■ **What you should do**: The response must contain every line below in which "Section" appears.

■ **Records for processing**:
====

//! Packet body length decoding.
//!
//! OpenPGP has two framing conventions ("old format" and "new format"),
//! and the new format has three flavors of length: definite,
//! indeterminate (old format only), and partial-body. See
//! [Section 4.2 of RFC 4880].
//!
//! [Section 4.2 of RFC 4880]: https://tools.ietf.org/html/rfc4880#section-4.2

use buffered_reader::BufferedReader;

use crate::error::Result;

/// A packet body's length, as decoded from its header.
#[derive(Debug, Clone, Copy, PartialEq, Eq)]
pub enum BodyLength {
    /// The body is exactly this many bytes.
    Definite(u64),
    /// Old-format indeterminate length: the body runs until EOF.
    Indeterminate,
    /// New-format partial-body length: the body is split into
    /// power-of-two chunks; this is the first chunk's size. Further
    /// chunk boundaries are decoded the same way as this value was,
    /// via [`read_new_format_length`].
    Partial(usize),
}

/// Decodes an old-format length given its 2-bit length-of-length code
/// (the low two bits of the CTB).
///
/// Code `3` ("indeterminate") is the only length this function cannot
/// get wrong by construction: it consumes no further bytes and simply
/// reports [`BodyLength::Indeterminate`].
///
/// Returns the decoded length alongside the raw bytes consumed (beyond
/// the CTB itself), so callers that need to re-frame a packet verbatim
/// (see [`crate::header::read_header`]) don't have to re-derive them.
pub fn read_old_format_length<C>(len_code: u8, source: &mut dyn BufferedReader<C>)
    -> Result<(BodyLength, Vec<u8>)>
{
    Ok(match len_code {
        0 => {
            let b = source.get()?;
            (BodyLength::Definite(b as u64), vec![b])
        }
        1 => {
            let bytes = source.data_consume_hard(2)?[..2].to_vec();
            let v = u16::from_be_bytes([bytes[0], bytes[1]]);
            (BodyLength::Definite(v as u64), bytes)
        }
        2 => {
            let bytes = source.data_consume_hard(4)?[..4].to_vec();
            let v = u32::from_be_bytes(bytes[..4].try_into().unwrap());
            (BodyLength::Definite(v as u64), bytes)
        }
        3 => (BodyLength::Indeterminate, Vec::new()),
        _ => unreachable!("length-of-length code is only ever 2 bits"),
    })
}

/// Decodes a new-format length.
///
/// This is also used to decode each subsequent chunk boundary of a
/// partial-body-length body: every chunk, including the continuation
/// chunks, is introduced by a length in this same encoding, with the
/// final chunk using one of the definite forms.
///
/// Returns the decoded length alongside the raw bytes consumed, for
/// the same re-framing reason [`read_old_format_length`] does.
pub fn read_new_format_length<C>(source: &mut dyn BufferedReader<C>)
    -> Result<(BodyLength, Vec<u8>)>
{
    let c = source.get()?;
    Ok(if (c as usize) < 192 {
        (BodyLength::Definite(c as u64), vec![c])
    } else if (c as usize) < 224 {
        let next = source.get()?;
        let len = (c as usize - 192) * 256 + next as usize + 192;
        (BodyLength::Definite(len as u64), vec![c, next])
    } else if c == 255 {
        let bytes = source.data_consume_hard(4)?[..4].to_vec();
        let len = u32::from_be_bytes(bytes[..4].try_into().unwrap());
        let mut raw = vec![c];
        raw.extend_from_slice(&bytes);
        (BodyLength::Definite(len as u64), raw)
    } else {
        (BodyLength::Partial(1usize << (c & 0x1f)), vec![c])
    })
}
//! String-to-key specifier decoding, shared by
//! [`super::skesk`] and [`super::cert`] (a protected secret key uses
//! exactly the same specifier to derive its passphrase key).
//!
//! This parser's mode space is `{0, 1, 4}`, not RFC 4880's `{0, 1, 3}`,
//! and mode 4's iteration count is a raw 4-byte big-endian integer, not
//! RFC 4880's one-byte coded form. Both are taken directly from this
//! crate's governing specification and preserved deliberately rather
//! than "corrected" to match the RFC; see the open question recorded
//! in `DESIGN.md`.

use buffered_reader::BufferedReader;

use crate::error::{Error, Result};
use crate::types::{HashAlgorithm, S2K};

/// Reads one S2K specifier, decrementing `budget`.
pub fn parse<C>(source: &mut dyn BufferedReader<C>, budget: &mut usize) -> Result<S2K> {
    if *budget < 2 {
        return Err(Error::invalid("truncated S2K specifier"));
    }
    let mode = source.get()?;
    let hash = HashAlgorithm::from(source.get()?);
    *budget -= 2;
    match mode {
        0 => Ok(S2K::Simple { hash }),
        1 => {
            let salt = read_salt(source, budget)?;
            Ok(S2K::Salted { hash, salt })
        }
        4 => {
            let salt = read_salt(source, budget)?;
            if *budget < 4 {
                return Err(Error::invalid("truncated S2K iteration count"));
            }
            let count = source.read_be_u32()?;
            *budget -= 4;
            Ok(S2K::Iterated { hash, salt, count })
        }
        other => Err(Error::invalid(format!("unsupported S2K mode {other}"))),
    }
}

fn read_salt<C>(source: &mut dyn BufferedReader<C>, budget: &mut usize) -> Result<[u8; 8]> {
    if *budget < 8 {
        return Err(Error::invalid("truncated S2K salt"));
    }
    let bytes = source.data_consume_hard(8)?[..8].to_vec();
    *budget -= 8;
    let mut salt = [0u8; 8];
    salt.copy_from_slice(&bytes);
    Ok(salt)
}

#[cfg(test)]
mod tests {
    use super::*;
    use buffered_reader::Memory;

    #[test]
    fn parses_simple() {
        let mut src = Memory::new(&[0, 2]); // mode 0, SHA-1
        let mut budget = 2usize;
        let s2k = parse(&mut src, &mut budget).unwrap();
        assert_eq!(s2k, S2K::Simple { hash: HashAlgorithm::Sha1 });
        assert_eq!(budget, 0);
    }

    #[test]
    fn parses_iterated() {
        let mut bytes = vec![4, 2];
        bytes.extend_from_slice(&[1, 2, 3, 4, 5, 6, 7, 8]);
        bytes.extend_from_slice(&[0, 1, 0, 0]); // count = 65536
        let mut src = Memory::new(&bytes);
        let mut budget = bytes.len();
        let s2k = parse(&mut src, &mut budget).unwrap();
        match s2k {
            S2K::Iterated { hash, salt, count } => {
                assert_eq!(hash, HashAlgorithm::Sha1);
                assert_eq!(salt, [1, 2, 3, 4, 5, 6, 7, 8]);
                assert_eq!(count, 65536);
            }
            _ => panic!("expected Iterated"),
        }
        assert_eq!(budget, 0);
    }

    #[test]
    fn rejects_unsupported_mode() {
        let mut src = Memory::new(&[3, 2, 1, 2, 3, 4, 5, 6, 7, 8]);
        let mut budget = 10usize;
        assert!(parse(&mut src, &mut budget).is_err());
    }

    #[test]
    fn rejects_truncated_iteration_count() {
        let mut bytes = vec![4, 2];
        bytes.extend_from_slice(&[1, 2, 3, 4, 5, 6, 7, 8]);
        bytes.extend_from_slice(&[0, 1]); // only 2 of 4 count bytes
        let mut src = Memory::new(&bytes);
        let mut budget = bytes.len();
        assert!(parse(&mut src, &mut budget).is_err());
    }
}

====

■ **Exercise solution**:
//! [Section 4.2 of RFC 4880].
//! [Section 4.2 of RFC 4880]: https://tools.ietf.org/html/rfc4880#section-4.2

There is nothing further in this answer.